А осенью 1941 года они получили повестки: «Явиться в военкомат». Петра Горового и его односельчан направили в город Бобров Воронежской области, там находился сборный пункт. Через несколько дней был дан приказ всем выдвинуться в Камышин Сталинградской области. Будущие бойцы, протопав пешком Воронежскую, Саратовскую, Сталинградскую области, прибыли в назначенный пункт 31 декабря. Там формировалась стрелковая дивизия. Но прежде чем стать минометчиками стрелковой дивизии, мальчишек три месяца обучали военному делу в школе сержантского состава. Изучив 120-мм полковой миномет, в марте 1942 года состав стрелковой дивизии погрузился в вагоны и отправился на фронт. В районе села Русский Брод заняли линию обороны. Дивизия Петра Горового стояла стеной перед фашистами. В январе 1943 года 1033-й стрелковый полк 280-й стрелковой дивизии 60-й армии получил приказ взять направление на Курск, занятый немцем. Они шли тридцать долгих мучительных дней в сорокаградусный мороз, утопая по грудь в сугробах.
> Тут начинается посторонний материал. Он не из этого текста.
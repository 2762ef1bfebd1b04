use sea_orm::entity::prelude::*;
use serde::{Deserialize, Serialize};

#[sea_orm::model]
#[derive(Clone, Debug, PartialEq, Eq, DeriveEntityModel, Serialize, Deserialize)]
#[sea_orm(table_name = "blog")]
pub struct Model {
    /// UUIDv7 primary key; ordering by it is insertion order.
    #[sea_orm(primary_key, auto_increment = false)]
    pub id: Uuid,

    pub title: String,
    #[sea_orm(column_type = "Text")]
    pub description: String,

    /// Always a matched pair from a single upload call.
    pub image_url: String,
    pub image_delete_hash: String,

    /// Owning user. Checked for existence on write, not constrained.
    pub user_id: Uuid,

    /// Server-assigned, never modified after insert.
    pub created_at: DateTimeUtc,
}

impl ActiveModelBehavior for ActiveModel {}
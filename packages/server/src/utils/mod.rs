pub mod hash;
pub mod image;
pub mod jwt;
– Стоял мороз, а с нас пот катил градом. Когда на пути территория была занята фашистами, вступали в бой и шли дальше, – продолжает вспоминать Петр Кузьмич. – Старались отвоевать село или деревеньку до наступления рассвета, рассредоточиться между домами, чтоб немец с воздуха нас не заприметил. На привале нас кормили, давали щи из полевой кухни. Замерзший хлеб рубили топором. Иногда только кусочек хлеба за весь день, так как нельзя было ни зажечь костер, ни растопить полевую кухню: в небе постоянно кружились фашистские разведчики. Если остановка в лесу – обязательно стоит наш часовой. Мы палатками накрываемся и отдыхаем. Утром глянешь – ничего не видно. Инеем дышим, палатки все белые.
– Машины какие-то были?
– Какие машины?! Топали пешком, а машин было только две – «тпру» и «ну», наши лошадки обозные. Все боеприпасы и снаряжение у нас на марше перевозили только лошади. На санях ставили 120-мм полковой миномет. Весил он 300 кг! Один ствол только 120 килограммов! И боеприпасы.
Подполковник Степан Перекальский решил атаковать Курск с двух сторон: двумя стрелковыми полками навалиться с севера, а третьим — с северо-запада, рассекая оборону противника и угрожая ему окружением. Штурм города начался в ночь на 8 февраля. С первых минут сражение приобрело весьма яростный характер. Наши солдаты к утру ворвались в город и начали блокировать один опорный пункт немцев за другим, нарушая огневую связь между ними и уничтожая их поодиночке. Гитлеровцы, в свой черед, цеплялись до последнего за каждую улицу. Фашисты засели в домах и ожесточенно отстреливались. Одновременно с разных сторон в город врывались подразделения советских солдат. Завязались уличные бои. Преодолевая сопротивление немецко-фашистских частей, советские воины продвигались к центру города с севера – со стороны Знаменки, с северо-востока – от железнодорожного вокзала, через реку Тускарь и Ямскую гору и с юга – через Стрелецкую слободу, к железнодорожной ветке. К полудню 8 февраля очистили от неприятеля северо-восточную и восточную части Курска и отбили железнодорожный вокзал. К вечеру город был захвачен советскими воинами полностью. Разбитый противник в беспорядке оставлял Курск.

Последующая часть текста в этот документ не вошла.